Letter written by Jacob Burner Golladay

A house remodeling project led to the discovery of this letter in a house that was once owned by Jacob's nephew, George R. Golladay. This letter was written to Jacob's brother David just after the Confederate route of the Union army at Chancellorsville.

May 8, 1863
Camp Near Fredericksburg

Dear Brother,

I am happy to say that I am blessed with the privilege of writing to you once more. Early on the morning of the 29th of April, we was compelled to evacuate our present Camp Winder and march in the direction of Fredericksburg. The Yankees was crossing there and also at several other fords higher up the river. Everything seems quiet. No fighting of any consequence. It seems that General Lee wanted them to cross.

On the morning of the 30th, there was some cannonading and a little skirmishing and also on the 1st of May. On the 2nd a portion of our corps was engaged but no contested fight. The enemy was driven from all their good positions without much trouble. Our loss was not heavy.

Our brigade was not engaged until the morning of the 3rd. Here comes the tug of war. Our whole army was engaged on the 3rd. We was in the heaviest fight early in the morning and also at nine o'clock. The second fight for our brigade on that day. Our loss was heavy but the best of all the Yankees had to run. We charged into their ranks as if though we was determined which we certainly was. We had no mercy on the Yankees. We run them several miles down toward the river. They had fortified the heights so that we was compelled to stop. Their fortification was such that they could be driven out. We had them cooped up. They could only go one way and that was back across the river which they did on the night of the 5th of May. By what I learned they had all gone back to their old encampment.

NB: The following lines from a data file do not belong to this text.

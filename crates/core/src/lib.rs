//! Core board logic - pure, deterministic, and testable
//!
//! This crate contains the board model and the rules that gate a swap.
//! It has **zero dependencies** on rendering, input devices, or I/O, making it:
//!
//! - **Deterministic**: Same seed produces identical boards
//! - **Testable**: Every rule is a plain function or a `&mut self` method
//! - **Portable**: Can back a terminal front-end, a GUI, or a headless test
//!
//! # Module Structure
//!
//! - [`grid`]: slot storage and the cached-position bookkeeping
//! - [`piece`]: identity-bearing gems
//! - [`adjacency`]: the neighbour predicate that gates every swap
//! - [`gesture`]: drag vector to direction resolution with threshold gating
//! - [`snapshot`]: detached board copies for display and debug dumps
//! - [`rng`]: deterministic LCG used for board population
//! - [`error`]: the shared [`BoardError`] taxonomy
//!
//! # Example
//!
//! ```
//! use tui_gems_core::{are_neighbors, Grid};
//! use tui_gems_core::types::{GemKind, Position};
//!
//! let mut grid = Grid::new(5, 7).unwrap();
//! grid.fill_with(|_| GemKind::Green);
//!
//! let a = Position::new(2, 3);
//! let b = Position::new(2, 4);
//! assert!(are_neighbors(a, b));
//!
//! let id = grid.id_at(a).unwrap();
//! grid.swap_slots(a, b).unwrap();
//! assert_eq!(grid.position_of(id), Some(b));
//! assert!(grid.check_consistency().is_ok());
//! ```

pub mod adjacency;
pub mod error;
pub mod gesture;
pub mod grid;
pub mod piece;
pub mod rng;
pub mod snapshot;

pub use tui_gems_types as types;

// Re-export commonly used types for convenience
pub use adjacency::{are_neighbors, direction_between};
pub use error::BoardError;
pub use gesture::{classify, passes_threshold, resolve_direction, Gesture};
pub use grid::Grid;
pub use piece::Piece;
pub use rng::SimpleRng;
pub use snapshot::GridSnapshot;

I have reference to them that we did kill and take prisoners. I would like to tell you the losses if I could. I can't do more than make a guess and what I have from verbal reports. We captured between 8,000 and 12,000 prisoners. We killed not less than 15,000. Amongst them was three or four brigadier generals killed. It is supposed that old Joseph Hooker was dead.

Our loss was heavy but comparatively small to the Yankees. I am sorry to tell you that our Brigadier General Paxton was killed. General Jackson had his right arm shot off. General A.P. Hill was also wounded slightly. He is still on the field in command of our corps. General Jackson don't seem to mind the loss of his arm but we all regret the loss of his arm. There was also two of his staff officers killed and several wounded. All this was done by our men. General Jackson and his staff rode out to the advance. Our men supposed them to Yankee cavalry and fired into them. It was after night that this awful disaster occurred.

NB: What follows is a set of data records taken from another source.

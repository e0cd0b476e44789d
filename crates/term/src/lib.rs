//! Terminal front-end for the gem board.
//!
//! A small, game-oriented rendering layer: the board is drawn into a plain
//! framebuffer which is then diffed and flushed to the terminal. No widget
//! toolkit is involved.
//!
//! - [`board_view`] turns a [`Board`](engine::Board) into cells
//! - [`animation`] plays swap transitions and fires their completion handles
//! - [`renderer`] owns the terminal session

pub mod animation;
pub mod board_view;
pub mod fb;
pub mod renderer;

pub use tui_gems_engine as engine;
pub use tui_gems_input as input;
pub use tui_gems_types as types;

pub use animation::TransitionPlayer;
pub use board_view::{gem_color, BoardView, Overlay, Viewport};
pub use fb::{Cell, CellStyle, FrameBuffer, Rgb};
pub use renderer::{encode_diff_into, encode_full_into, TerminalRenderer};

The loss in our regiment 11 killed and 50 wounded. Sergeant Morgan Hottle was killed. Major Houston was slightly wounded. The officers escaped very well. My company lost five slightly wounded namely Major Painter, David Ritenour, George Martin, Silas Funk and Henry Huffman. I come nearly losing my right leg. I was shot through my coattail. One inch deeper would have taken my thigh. A miss is as good as a mile. A little deeper would have given me a furlough but I am willing to stay if they don't hurt me. This fight took place 10 or 12 miles above Fredericksburg up to the plank road at least 10 miles. The battle is called the battle of Chancellorsville that we fought.

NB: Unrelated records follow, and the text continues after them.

//! Interaction state machine - turns pointer events into swap intents.
//!
//! The machine only *reads* the grid. Whatever it decides comes back as an
//! [`Intent`] for the [`Board`](crate::Board) to act on.
//!
//! # Select-select mode
//!
//! ```text
//! Idle --down(P)--> FirstSelected(P)
//! FirstSelected(P) --down(P)--> Idle                          (deselect)
//! FirstSelected(P) --down(Q), Q next to P--> Idle + Swap(P, Q)
//! FirstSelected(P) --down(Q), Q not next to P--> FirstSelected(Q)
//! ```
//!
//! # Drag mode
//!
//! ```text
//! Idle --down(P, origin)--> Dragging(P, origin)
//! Dragging(P, o) --up(P, point)--> Idle + (Abort | Swap(P, neighbour))
//! Dragging(P, o) --down(Q != P)--> ignored
//! Dragging(P, o) --up(Q != P)--> StaleEvent
//! ```

use tracing::{debug, warn};

use crate::core::gesture::{classify, Gesture};
use crate::core::{are_neighbors, BoardError, Grid};
use crate::event::AbortReason;
use crate::types::{InteractionMode, PieceId, Vec2};

#[derive(Debug, Clone, Copy, PartialEq)]
pub enum InteractionState {
    Idle,
    FirstSelected(PieceId),
    Dragging { subject: PieceId, origin: Vec2 },
}

/// What the board should do in response to a pointer event.
#[derive(Debug, Clone, Copy, PartialEq)]
pub enum Intent {
    None,
    Select(PieceId),
    Deselect(PieceId),
    /// Selection moved from `previous` to `piece` (non-neighbour click)
    Reselect { previous: PieceId, piece: PieceId },
    Swap(PieceId, PieceId),
    Abort { piece: PieceId, reason: AbortReason },
}

#[derive(Debug, Clone)]
pub struct Interaction {
    mode: InteractionMode,
    drag_threshold: f32,
    state: InteractionState,
}

impl Interaction {
    pub fn new(mode: InteractionMode, drag_threshold: f32) -> Self {
        Self {
            mode,
            drag_threshold,
            state: InteractionState::Idle,
        }
    }

    pub fn mode(&self) -> InteractionMode {
        self.mode
    }

    pub fn state(&self) -> InteractionState {
        self.state
    }

    pub fn drag_threshold(&self) -> f32 {
        self.drag_threshold
    }

    /// Piece currently selected or being dragged
    pub fn subject(&self) -> Option<PieceId> {
        match self.state {
            InteractionState::Idle => None,
            InteractionState::FirstSelected(p) => Some(p),
            InteractionState::Dragging { subject, .. } => Some(subject),
        }
    }

    pub fn is_dragging(&self) -> bool {
        matches!(self.state, InteractionState::Dragging { .. })
    }

    /// Switch modes; any gesture in progress is dropped.
    pub fn set_mode(&mut self, mode: InteractionMode) -> Option<PieceId> {
        self.mode = mode;
        self.reset()
    }

    /// Return to `Idle`, reporting the subject that was dropped.
    pub fn reset(&mut self) -> Option<PieceId> {
        let subject = self.subject();
        self.state = InteractionState::Idle;
        subject
    }

    pub fn pointer_down(&mut self, grid: &Grid, piece: PieceId, point: Vec2) -> Result<Intent, BoardError> {
        if grid.piece(piece).is_none() {
            return Err(BoardError::StaleEvent(piece));
        }

        match self.mode {
            InteractionMode::Drag => Ok(self.drag_down(piece, point)),
            InteractionMode::SelectSelect => Ok(self.select_down(grid, piece)),
        }
    }

    fn drag_down(&mut self, piece: PieceId, point: Vec2) -> Intent {
        match self.state {
            InteractionState::Dragging { subject, .. } if subject != piece => {
                debug!(%piece, %subject, "pointer down ignored while another drag is active");
                Intent::None
            }
            InteractionState::Dragging { .. } => {
                // Same subject pressed again: restart the gesture from here.
                self.state = InteractionState::Dragging {
                    subject: piece,
                    origin: point,
                };
                Intent::None
            }
            InteractionState::Idle | InteractionState::FirstSelected(_) => {
                self.state = InteractionState::Dragging {
                    subject: piece,
                    origin: point,
                };
                Intent::Select(piece)
            }
        }
    }

    fn select_down(&mut self, grid: &Grid, piece: PieceId) -> Intent {
        let first = match self.state {
            InteractionState::FirstSelected(first) if grid.piece(first).is_some() => first,
            _ => {
                self.state = InteractionState::FirstSelected(piece);
                return Intent::Select(piece);
            }
        };

        if first == piece {
            self.state = InteractionState::Idle;
            return Intent::Deselect(piece);
        }

        let neighbours = match (grid.position_of(first), grid.position_of(piece)) {
            (Some(a), Some(b)) => are_neighbors(a, b),
            _ => false,
        };

        if neighbours {
            self.state = InteractionState::Idle;
            Intent::Swap(first, piece)
        } else {
            self.state = InteractionState::FirstSelected(piece);
            Intent::Reselect {
                previous: first,
                piece,
            }
        }
    }

    pub fn pointer_up(&mut self, grid: &Grid, piece: PieceId, point: Vec2) -> Result<Intent, BoardError> {
        if self.mode == InteractionMode::SelectSelect {
            return Ok(Intent::None);
        }

        let origin = match self.state {
            InteractionState::Dragging { subject, origin } if subject == piece => origin,
            _ => return Err(BoardError::StaleEvent(piece)),
        };
        self.state = InteractionState::Idle;

        let direction = match classify(point - origin, self.drag_threshold) {
            Gesture::Tap => {
                return Ok(Intent::Abort {
                    piece,
                    reason: AbortReason::BelowThreshold,
                })
            }
            Gesture::Swipe(direction) => direction,
        };

        let from = grid
            .position_of(piece)
            .ok_or_else(|| BoardError::inconsistent(format!("drag subject {} has no slot", piece)))?;
        let target = from.step(direction);
        if !grid.contains(target) {
            return Ok(Intent::Abort {
                piece,
                reason: AbortReason::OffBoard { direction },
            });
        }

        match grid.id_at(target) {
            Some(other) => Ok(Intent::Swap(piece, other)),
            None => {
                warn!(%piece, %from, %target, "drag target slot is empty");
                Err(BoardError::inconsistent(format!(
                    "drag target {} next to {} is empty",
                    target, from
                )))
            }
        }
    }
}

#[cfg(test)]
mod tests {
    use super::*;
    use crate::types::{Direction, GemKind, Position};

    fn grid() -> Grid {
        let mut grid = Grid::new(5, 7).unwrap();
        grid.fill_with(|_| GemKind::Red);
        grid
    }

    fn id(grid: &Grid, row: i8, col: i8) -> PieceId {
        grid.id_at(Position::new(row, col)).unwrap()
    }

    #[test]
    fn drag_down_then_up_resolves_swap() {
        let grid = grid();
        let mut ix = Interaction::new(InteractionMode::Drag, 30.0);
        let p = id(&grid, 2, 3);

        assert_eq!(ix.pointer_down(&grid, p, Vec2::new(10.0, 10.0)).unwrap(), Intent::Select(p));
        assert!(ix.is_dragging());

        let intent = ix.pointer_up(&grid, p, Vec2::new(50.0, 12.0)).unwrap();
        assert_eq!(intent, Intent::Swap(p, id(&grid, 2, 4)));
        assert_eq!(ix.state(), InteractionState::Idle);
    }

    #[test]
    fn drag_up_moves_towards_row_zero() {
        let grid = grid();
        let mut ix = Interaction::new(InteractionMode::Drag, 30.0);
        let p = id(&grid, 2, 3);

        ix.pointer_down(&grid, p, Vec2::ZERO).unwrap();
        let intent = ix.pointer_up(&grid, p, Vec2::new(0.0, 100.0)).unwrap();
        assert_eq!(intent, Intent::Swap(p, id(&grid, 1, 3)));
    }

    #[test]
    fn second_subject_ignored_while_dragging() {
        let grid = grid();
        let mut ix = Interaction::new(InteractionMode::Drag, 30.0);
        let p = id(&grid, 2, 3);
        let q = id(&grid, 0, 0);

        ix.pointer_down(&grid, p, Vec2::ZERO).unwrap();
        assert_eq!(ix.pointer_down(&grid, q, Vec2::ZERO).unwrap(), Intent::None);
        assert_eq!(ix.subject(), Some(p));

        assert_eq!(
            ix.pointer_up(&grid, q, Vec2::new(100.0, 0.0)),
            Err(BoardError::StaleEvent(q))
        );
        assert!(ix.is_dragging(), "stale release must not end the real drag");
    }

    #[test]
    fn same_subject_down_reanchors_origin() {
        let grid = grid();
        let mut ix = Interaction::new(InteractionMode::Drag, 30.0);
        let p = id(&grid, 2, 3);

        ix.pointer_down(&grid, p, Vec2::ZERO).unwrap();
        ix.pointer_down(&grid, p, Vec2::new(100.0, 0.0)).unwrap();
        let intent = ix.pointer_up(&grid, p, Vec2::new(110.0, 0.0)).unwrap();
        assert_eq!(
            intent,
            Intent::Abort {
                piece: p,
                reason: AbortReason::BelowThreshold
            }
        );
    }

    #[test]
    fn pointer_up_without_drag_is_stale() {
        let grid = grid();
        let mut ix = Interaction::new(InteractionMode::Drag, 30.0);
        let p = id(&grid, 1, 1);
        assert_eq!(
            ix.pointer_up(&grid, p, Vec2::ZERO),
            Err(BoardError::StaleEvent(p))
        );
    }

    #[test]
    fn unknown_piece_is_stale() {
        let grid = grid();
        let mut ix = Interaction::new(InteractionMode::Drag, 30.0);
        assert_eq!(
            ix.pointer_down(&grid, PieceId(9999), Vec2::ZERO),
            Err(BoardError::StaleEvent(PieceId(9999)))
        );
    }

    #[test]
    fn select_select_flow() {
        let grid = grid();
        let mut ix = Interaction::new(InteractionMode::SelectSelect, 30.0);
        let p = id(&grid, 2, 3);
        let far = id(&grid, 4, 6);
        let near = id(&grid, 3, 6);

        assert_eq!(ix.pointer_down(&grid, p, Vec2::ZERO).unwrap(), Intent::Select(p));
        assert_eq!(
            ix.pointer_down(&grid, far, Vec2::ZERO).unwrap(),
            Intent::Reselect {
                previous: p,
                piece: far
            }
        );
        assert_eq!(ix.state(), InteractionState::FirstSelected(far));
        assert_eq!(ix.pointer_up(&grid, far, Vec2::ZERO).unwrap(), Intent::None);

        assert_eq!(
            ix.pointer_down(&grid, near, Vec2::ZERO).unwrap(),
            Intent::Swap(far, near)
        );
        assert_eq!(ix.state(), InteractionState::Idle);
    }

    #[test]
    fn select_same_piece_twice_deselects() {
        let grid = grid();
        let mut ix = Interaction::new(InteractionMode::SelectSelect, 30.0);
        let p = id(&grid, 0, 0);

        ix.pointer_down(&grid, p, Vec2::ZERO).unwrap();
        assert_eq!(ix.pointer_down(&grid, p, Vec2::ZERO).unwrap(), Intent::Deselect(p));
        assert_eq!(ix.state(), InteractionState::Idle);
    }

    #[test]
    fn set_mode_drops_gesture() {
        let grid = grid();
        let mut ix = Interaction::new(InteractionMode::Drag, 30.0);
        let p = id(&grid, 0, 0);
        ix.pointer_down(&grid, p, Vec2::ZERO).unwrap();

        assert_eq!(ix.set_mode(InteractionMode::SelectSelect), Some(p));
        assert_eq!(ix.state(), InteractionState::Idle);
        assert_eq!(ix.mode(), InteractionMode::SelectSelect);
    }

    #[test]
    fn off_board_drag_aborts() {
        let grid = grid();
        let mut ix = Interaction::new(InteractionMode::Drag, 30.0);
        let p = id(&grid, 4, 0);

        ix.pointer_down(&grid, p, Vec2::ZERO).unwrap();
        let intent = ix.pointer_up(&grid, p, Vec2::new(0.0, -60.0)).unwrap();
        assert_eq!(
            intent,
            Intent::Abort {
                piece: p,
                reason: AbortReason::OffBoard {
                    direction: Direction::Down
                }
            }
        );
    }
}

Everything seems quiet this morning. We are encamped in the woods without shelter. We captured an immense quantity of gun shrouds which we use in the place of tents. They are a very good substitute by splicing them together. Captured from the Yankees 15,000 stands of small arms, 26 pieces of artillery. I will have to close as it is raining and has been for at least three days.

Let me hear from you soon. Direct your letter to Hamilton Crossing, Co B. 33rd Regiment, 1st Brigade, Trimbles Division, General Jackson's Corps.

I am well as can be expected. Hope these few lines may find you the same. Let me hear from you real soon. I wrote you last week and sent the letter by Calvin McInturff.

Your brother Jacob

Note: paragraph breaks and punctuation has been added to the above letter for readability. However, they were not in the original letter.